Vieillir, c'est un peu prostituer l'enfant qu'on était. C'est le vendre et vendre son amour sous prétexte qu'il n'aime pas comme il faut, que cet amour est dangereux.
Les anges sont des enfants, toujours. Les enfants sont pauvres, toujours. Ils n'ont pour vivre que leur amour. Ils le donnent à qui ils rencontrent comme une carte de visite. Ils ne sont corrompus ni par le temps qui rend méfiant, ni par l'argent qui les rend craintifs et égoïstes. Le temps, l'argent, il parait que c'est pareil. Alors les enfants sont pauvres et ils ont cela en commun avec les anges.
Bien sûr on peut posséder et ne pas en moisir, si l'on sait la valeur de ce qu'on a au regard de celle de ce qu'on est. De même on peut prendre de l'âge et ne pas moisir, si l'on sait la valeur de l'instant vécu au regard de celle des années perdues.
L'enfance, l'adolescence, puis l'obsolescence. Destin tout tracé pour qui met sa vie sur des rails. "L'enfance est une chose étrange, à la fois adorable et exténuante, un trésor et un chaos." (Christian Bobin).

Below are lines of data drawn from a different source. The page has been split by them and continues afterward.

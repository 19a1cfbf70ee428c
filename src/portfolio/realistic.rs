//! The realistic portfolio (4.3, `realistic.py`): honours the
//! `allow_fractional_shares` flag with floor/ceil unit arithmetic, and tracks
//! per-day dividend records separately from cash, since dividends may be
//! reinvested or booked as realised income depending on strategy.

use std::collections::BTreeMap;

use chrono::NaiveDate;

use crate::error::{BacktestError, Result};
use crate::portfolio::{total_value, CashSnapshot, DividendPortfolio, DividendSnapshot, HoldingSnapshot, Portfolio};
use crate::types::{CashValue, PortfolioQty, Price, Ticker};

#[derive(Debug, Clone)]
struct DividendRecord {
    ticker: Ticker,
    per_unit: f64,
    total: f64,
}

#[derive(Debug, Default)]
pub struct RealisticPortfolio {
    cash_balance: CashValue,
    cash_inflow: CashValue,
    holdings: BTreeMap<Ticker, PortfolioQty>,
    did_rebalance: bool,
    did_buy: bool,
    did_sell: bool,
    dividend_income: CashValue,
    dividends: Vec<DividendRecord>,
}

impl RealisticPortfolio {
    pub fn new() -> Self {
        Self::default()
    }
}

impl Portfolio for RealisticPortfolio {
    fn daily_reset(&mut self) {
        self.cash_inflow = CashValue::from(0.0);
        self.did_rebalance = false;
        self.did_buy = false;
        self.did_sell = false;
        self.dividend_income = CashValue::from(0.0);
        self.dividends.clear();
    }

    fn add_cash(&mut self, amount: f64) -> Result<()> {
        if amount <= 0.0 {
            return Err(BacktestError::NonPositiveTradeAmount(amount));
        }
        self.cash_balance += CashValue::from(amount);
        self.cash_inflow += CashValue::from(amount);
        Ok(())
    }

    fn get_available_cash(&self) -> CashValue {
        self.cash_balance
    }

    fn invest(&mut self, ticker: &Ticker, funds: f64, price: f64, allow_fractional: bool) -> Result<f64> {
        if funds <= 0.0 {
            return Err(BacktestError::NonPositiveTradeAmount(funds));
        }
        let units_bought = if allow_fractional { funds / price } else { (funds / price).floor() };
        if units_bought <= 0.0 {
            return Ok(0.0);
        }
        let total_cost = units_bought * price;

        let entry = self.holdings.entry(ticker.clone()).or_insert(PortfolioQty::from(0.0));
        *entry = PortfolioQty::from(**entry + units_bought);
        self.cash_balance -= CashValue::from(total_cost);
        self.did_buy = true;
        Ok(units_bought)
    }

    fn sell(&mut self, ticker: &Ticker, funds_needed: f64, price: f64, allow_fractional: bool) -> Result<f64> {
        if funds_needed <= 0.0 {
            return Err(BacktestError::NonPositiveTradeAmount(funds_needed));
        }
        let units_owned = self.holdings.get(ticker).copied().unwrap_or(PortfolioQty::from(0.0));
        if *units_owned <= 0.0 {
            return Ok(0.0);
        }

        let raw_units = if allow_fractional { funds_needed / price } else { (funds_needed / price).ceil() };
        let units_sold = raw_units.min(*units_owned);
        if units_sold <= 0.0 {
            return Ok(0.0);
        }
        let total_earnings = units_sold * price;

        self.holdings.insert(ticker.clone(), PortfolioQty::from(*units_owned - units_sold));
        self.cash_balance += CashValue::from(total_earnings);
        self.did_sell = true;
        Ok(units_sold)
    }

    fn get_total_value(&self, prices: &BTreeMap<Ticker, f64>) -> CashValue {
        total_value(self.cash_balance, &self.holdings, prices)
    }

    fn holdings(&self) -> &BTreeMap<Ticker, PortfolioQty> {
        &self.holdings
    }

    fn clear_holdings(&mut self) {
        self.holdings.clear();
    }

    fn mark_rebalanced(&mut self) {
        self.did_rebalance = true;
    }

    fn mark_buy(&mut self) {
        self.did_buy = true;
    }

    fn mark_sell(&mut self) {
        self.did_sell = true;
    }

    fn cash_snapshot(&self, date: NaiveDate) -> CashSnapshot {
        CashSnapshot {
            date,
            cash_balance: self.cash_balance,
            cash_inflow: self.cash_inflow,
            did_rebalance: self.did_rebalance,
            dividend_income: Some(self.dividend_income),
            did_buy: Some(self.did_buy),
            did_sell: Some(self.did_sell),
        }
    }

    fn holdings_snapshot(&self, date: NaiveDate, prices: &BTreeMap<Ticker, f64>) -> Vec<HoldingSnapshot> {
        self.holdings
            .iter()
            .filter(|(_, qty)| ***qty > 0.0)
            .map(|(ticker, qty)| HoldingSnapshot {
                date,
                ticker: ticker.clone(),
                units: *qty,
                base_price: Price::from(prices.get(ticker).copied().unwrap_or(0.0)),
            })
            .collect()
    }
}

impl DividendPortfolio for RealisticPortfolio {
    fn process_dividends(&mut self, per_unit_by_ticker: &BTreeMap<Ticker, f64>) -> CashValue {
        let mut total = 0.0;
        for (ticker, qty) in self.holdings.iter() {
            if **qty <= 0.0 {
                continue;
            }
            if let Some(per_unit) = per_unit_by_ticker.get(ticker) {
                let payment = **qty * per_unit;
                self.dividends.push(DividendRecord { ticker: ticker.clone(), per_unit: *per_unit, total: payment });
                total += payment;
            }
        }
        CashValue::from(total)
    }

    fn book_dividend_income(&mut self, amount: f64) {
        self.dividend_income += CashValue::from(amount);
    }

    fn dividend_snapshot(&self, date: NaiveDate) -> Vec<DividendSnapshot> {
        self.dividends
            .iter()
            .map(|r| DividendSnapshot { date, ticker: r.ticker.clone(), dividend_per_unit: r.per_unit, total_dividend: CashValue::from(r.total) })
            .collect()
    }
}

#[cfg(test)]
mod tests {
    use super::*;

    #[test]
    fn integer_mode_floors_units_bought() {
        let mut p = RealisticPortfolio::new();
        p.add_cash(1000.0).unwrap();
        let units = p.invest(&Ticker::new("AAPL"), 1000.0, 300.0, false).unwrap();
        assert_eq!(units, 3.0);
        assert_eq!(*p.get_available_cash(), 100.0);
    }

    #[test]
    fn integer_mode_zero_units_is_a_failed_order() {
        let mut p = RealisticPortfolio::new();
        p.add_cash(50.0).unwrap();
        let units = p.invest(&Ticker::new("AAPL"), 50.0, 300.0, false).unwrap();
        assert_eq!(units, 0.0);
    }

    #[test]
    fn integer_mode_sell_ceils_and_clamps() {
        let mut p = RealisticPortfolio::new();
        p.add_cash(1000.0).unwrap();
        p.invest(&Ticker::new("AAPL"), 1000.0, 100.0, true).unwrap();
        let sold = p.sell(&Ticker::new("AAPL"), 250.0, 100.0, false).unwrap();
        assert_eq!(sold, 3.0);
    }

    #[test]
    fn process_dividends_only_pays_held_tickers() {
        let mut p = RealisticPortfolio::new();
        p.add_cash(1000.0).unwrap();
        p.invest(&Ticker::new("AAPL"), 1000.0, 10.0, true).unwrap();
        let mut per_unit = BTreeMap::new();
        per_unit.insert(Ticker::new("AAPL"), 0.5);
        per_unit.insert(Ticker::new("MSFT"), 1.0);
        let total = p.process_dividends(&per_unit);
        assert_eq!(*total, 50.0);
        assert_eq!(p.dividend_snapshot(NaiveDate::from_ymd_opt(2020, 1, 2).unwrap()).len(), 1);
    }

    #[test]
    fn reinvested_dividend_income_stays_at_zero() {
        let mut p = RealisticPortfolio::new();
        p.add_cash(1000.0).unwrap();
        p.invest(&Ticker::new("AAPL"), 1000.0, 10.0, true).unwrap();
        let mut per_unit = BTreeMap::new();
        per_unit.insert(Ticker::new("AAPL"), 0.5);
        let total = p.process_dividends(&per_unit);
        p.add_cash(*total).unwrap();
        assert_eq!(*p.cash_snapshot(NaiveDate::from_ymd_opt(2020, 1, 2).unwrap()).dividend_income.unwrap(), 0.0);
    }

    #[test]
    fn booked_dividend_income_does_not_touch_cash() {
        let mut p = RealisticPortfolio::new();
        p.add_cash(1000.0).unwrap();
        p.invest(&Ticker::new("AAPL"), 1000.0, 10.0, true).unwrap();
        let mut per_unit = BTreeMap::new();
        per_unit.insert(Ticker::new("AAPL"), 0.5);
        let total = p.process_dividends(&per_unit);
        let cash_before = *p.get_available_cash();
        p.book_dividend_income(*total);
        assert_eq!(*p.get_available_cash(), cash_before);
        assert_eq!(*p.cash_snapshot(NaiveDate::from_ymd_opt(2020, 1, 2).unwrap()).dividend_income.unwrap(), 50.0);
    }
}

Comme les pauvres, les enfants ont pour seuls rails ceux d'un grand huit. On a peur, on crie, on pleur, mais on fonce. on avance les mains nues, on se laisse apprivoiser, avec tous les inconvénients qui en découlent: "On risque de pleurer un peu si l'on s'est laissé apprivoiser..." (St Ex, le Petit Prince).

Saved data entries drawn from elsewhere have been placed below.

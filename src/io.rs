//! CSV ingestion and the process-wide shared cache (4.2.1, 5.1).
//!
//! Loads the four cached columnar tables the service boundary describes in
//! section 6 from CSV, the way the teacher builds `Penelope` fixtures from
//! `csv::Reader` in its test helpers — except here the loader is a real
//! dependency of the CLI binary, not just a test fixture.

use std::collections::HashMap;
use std::path::Path;
use std::sync::Arc;

use chrono::NaiveDate;
use serde::Deserialize;

use crate::data::{AssetMeta, BenchmarkWindow, FxRate, FxTable, RawBar};
use crate::error::{BacktestError, Result};
use crate::types::{Currency, Ticker};

/// One row of the `prices` CSV: `date,ticker,close,adjusted_close,is_trading_day,dividend`.
#[derive(Debug, Deserialize)]
struct PriceRow {
    date: NaiveDate,
    ticker: String,
    close: f64,
    adjusted_close: f64,
    is_trading_day: bool,
    dividend: Option<f64>,
}

/// One row of the `assets` CSV: `ticker,display_name,native_currency`.
#[derive(Debug, Deserialize)]
struct AssetRow {
    ticker: String,
    display_name: String,
    native_currency: String,
}

/// One row of the `fx` CSV: `date,from,to,rate`.
#[derive(Debug, Deserialize)]
struct FxRow {
    date: NaiveDate,
    from: String,
    to: String,
    rate: f64,
}

/// One row of the `benchmarks` CSV: `ticker,display_name,first_observed,last_observed`.
#[derive(Debug, Deserialize)]
struct BenchmarkRow {
    ticker: String,
    display_name: String,
    first_observed: NaiveDate,
    last_observed: NaiveDate,
}

fn parse_currency(code: &str) -> Result<Currency> {
    match code.to_uppercase().as_str() {
        "GBP" => Ok(Currency::GBP),
        "USD" => Ok(Currency::USD),
        "EUR" => Ok(Currency::EUR),
        "GBX" => Ok(Currency::GBX),
        other => Err(BacktestError::UnknownEnumValue(format!("unknown currency code: {other}"))),
    }
}

pub fn load_prices(path: impl AsRef<Path>) -> Result<Vec<RawBar>> {
    let mut reader = csv::Reader::from_path(path.as_ref())
        .map_err(|e| BacktestError::InvalidConfig(format!("reading prices CSV {}: {e}", path.as_ref().display())))?;
    let mut out = Vec::new();
    for result in reader.deserialize() {
        let row: PriceRow =
            result.map_err(|e| BacktestError::InvalidConfig(format!("malformed prices row: {e}")))?;
        out.push(RawBar {
            date: row.date,
            ticker: Ticker::new(row.ticker),
            close: row.close,
            adjusted_close: row.adjusted_close,
            is_trading_day: row.is_trading_day,
            dividend: row.dividend,
        });
    }
    Ok(out)
}

pub fn load_assets(path: impl AsRef<Path>) -> Result<HashMap<Ticker, AssetMeta>> {
    let mut reader = csv::Reader::from_path(path.as_ref())
        .map_err(|e| BacktestError::InvalidConfig(format!("reading assets CSV {}: {e}", path.as_ref().display())))?;
    let mut out = HashMap::new();
    for result in reader.deserialize() {
        let row: AssetRow = result.map_err(|e| BacktestError::InvalidConfig(format!("malformed assets row: {e}")))?;
        let ticker = Ticker::new(row.ticker);
        out.insert(
            ticker.clone(),
            AssetMeta { ticker, display_name: row.display_name, native_currency: parse_currency(&row.native_currency)? },
        );
    }
    Ok(out)
}

pub fn load_fx(path: impl AsRef<Path>) -> Result<FxTable> {
    let mut reader = csv::Reader::from_path(path.as_ref())
        .map_err(|e| BacktestError::InvalidConfig(format!("reading fx CSV {}: {e}", path.as_ref().display())))?;
    let mut table = FxTable::new();
    for result in reader.deserialize() {
        let row: FxRow = result.map_err(|e| BacktestError::InvalidConfig(format!("malformed fx row: {e}")))?;
        table.insert(FxRate { date: row.date, from: parse_currency(&row.from)?, to: parse_currency(&row.to)?, rate: row.rate });
    }
    Ok(table)
}

pub fn load_benchmarks(path: impl AsRef<Path>) -> Result<(HashMap<Ticker, BenchmarkWindow>, HashMap<Ticker, String>)> {
    let mut reader = csv::Reader::from_path(path.as_ref())
        .map_err(|e| BacktestError::InvalidConfig(format!("reading benchmarks CSV {}: {e}", path.as_ref().display())))?;
    let mut windows = HashMap::new();
    let mut names = HashMap::new();
    for result in reader.deserialize() {
        let row: BenchmarkRow =
            result.map_err(|e| BacktestError::InvalidConfig(format!("malformed benchmarks row: {e}")))?;
        let ticker = Ticker::new(row.ticker);
        names.insert(ticker.clone(), row.display_name.clone());
        windows.insert(
            ticker.clone(),
            BenchmarkWindow { display_name: row.display_name, first_observed: row.first_observed, last_observed: row.last_observed },
        );
    }
    Ok((windows, names))
}

/// The process-wide, read-only cache a dispatcher constructs once and hands to
/// every job's thread (5.1). Holds no interior mutability; `Send + Sync` by
/// construction since every field is.
#[derive(Debug)]
pub struct MarketData {
    pub prices: Vec<RawBar>,
    pub benchmark_prices: Vec<RawBar>,
    pub assets: HashMap<Ticker, AssetMeta>,
    pub fx: FxTable,
    pub benchmarks: HashMap<Ticker, BenchmarkWindow>,
    pub benchmark_names: HashMap<Ticker, String>,
}

impl MarketData {
    /// Load every cached table from disk. `prices_path`/`benchmark_prices_path`
    /// share the same CSV shape (4.2.1); benchmarks are priced separately from
    /// the tradable universe because they are never themselves tradable assets.
    pub fn load(
        prices_path: impl AsRef<Path>,
        benchmark_prices_path: impl AsRef<Path>,
        assets_path: impl AsRef<Path>,
        fx_path: impl AsRef<Path>,
        benchmarks_path: impl AsRef<Path>,
    ) -> Result<Arc<MarketData>> {
        let prices = load_prices(prices_path)?;
        let benchmark_prices = load_prices(benchmark_prices_path)?;
        let assets = load_assets(assets_path)?;
        let fx = load_fx(fx_path)?;
        let (benchmarks, benchmark_names) = load_benchmarks(benchmarks_path)?;
        Ok(Arc::new(MarketData { prices, benchmark_prices, assets, fx, benchmarks, benchmark_names }))
    }
}

#[cfg(test)]
mod tests {
    use tempfile_free_helpers::write_temp_csv;

    use super::*;

    /// Minimal `tempfile`-free scratch-file helper: the teacher's own CSV
    /// fixtures write to `std::env::temp_dir()` rather than pulling in the
    /// `tempfile` crate for unit tests.
    mod tempfile_free_helpers {
        use std::path::PathBuf;

        pub fn write_temp_csv(name: &str, contents: &str) -> PathBuf {
            let mut path = std::env::temp_dir();
            path.push(format!("passive-test-{name}-{}.csv", std::process::id()));
            std::fs::write(&path, contents).expect("write scratch csv");
            path
        }
    }

    #[test]
    fn load_prices_parses_rows_and_uppercases_ticker() {
        let path = write_temp_csv(
            "prices",
            "date,ticker,close,adjusted_close,is_trading_day,dividend\n2020-01-02,aapl,100.0,100.0,true,\n",
        );
        let bars = load_prices(&path).unwrap();
        std::fs::remove_file(&path).ok();

        assert_eq!(bars.len(), 1);
        assert_eq!(bars[0].ticker, Ticker::new("AAPL"));
        assert_eq!(bars[0].dividend, None);
    }

    #[test]
    fn load_assets_rejects_unknown_currency_code() {
        let path = write_temp_csv("assets", "ticker,display_name,native_currency\nAAPL,Apple,XYZ\n");
        let err = load_assets(&path);
        std::fs::remove_file(&path).ok();
        assert!(matches!(err, Err(BacktestError::UnknownEnumValue(_))));
    }

    #[test]
    fn load_fx_round_trips_rate() {
        let path = write_temp_csv("fx", "date,from,to,rate\n2020-01-02,USD,GBP,0.8\n");
        let table = load_fx(&path).unwrap();
        std::fs::remove_file(&path).ok();
        assert_eq!(table.rate(NaiveDate::from_ymd_opt(2020, 1, 2).unwrap(), Currency::USD, Currency::GBP), Some(0.8));
    }

    #[test]
    fn load_benchmarks_populates_windows_and_names() {
        let path = write_temp_csv(
            "benchmarks",
            "ticker,display_name,first_observed,last_observed\nSPX,S&P 500,1990-01-01,2030-01-01\n",
        );
        let (windows, names) = load_benchmarks(&path).unwrap();
        std::fs::remove_file(&path).ok();
        assert_eq!(names.get(&Ticker::new("SPX")), Some(&"S&P 500".to_string()));
        assert_eq!(windows.get(&Ticker::new("SPX")).unwrap().first_observed, NaiveDate::from_ymd_opt(1990, 1, 1).unwrap());
    }
}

Rappelez vous comme vous riiez, comme ça, pour rien! Rappelez vous comme vous pleuriez, comme vous étiez vivant. Un rien devenait tout pour vous: un jeu dont votre vie dépendait soudainement, un bonbon, un ami, une soirée crèpe, un bisou dans la cour de récré, un mot tendre le soir avant de s'endormir, comme un beau smiley indispensable.
Souvenez vous l'amour, toujours, l'amour que vous portiez à votre mère, à votre père, à votre soeur, à votre frère, à vos amis, à votre animal, à votre peluche préférée, et aux autres aussi, un peu moins belles, auxquelles il manquait une patte ou un oeil, et qui vous faisaient pleurer.
Rappelez vous comme vous aimiez et comparez. Voyez vous une différence, ou pire, avez vous oublié? Avez vous vieilli?
"L'enfance. Elle n'est donnée qu'à quelques-uns." (Brenda M.Spaight).
Parfois, on veut lire ma vie comme on lit mon blog. On veut passer de l'autre côté du miroir. On veut mettre une étiquette sur ce qu'on ne connait pas, ce qu'on ne comprend pas. Mais je ne suis qu'un gamin, rien de plus. Cherchez vous à cerner les enfants, à lire dans leurs pensées? Si oui, c'est une entreprise ambitieuse. En général on ne cherche pas à comprendre les enfants car ils ne comprennent pas le monde, ils vivent dans le leur. En fait ils sont juste si libres! Leur vie rayonne, éclate, part dans tous les sens et se pose là où l'on voudra bien d'elle. Ils papillonnent sans cesse vers leurs rêves.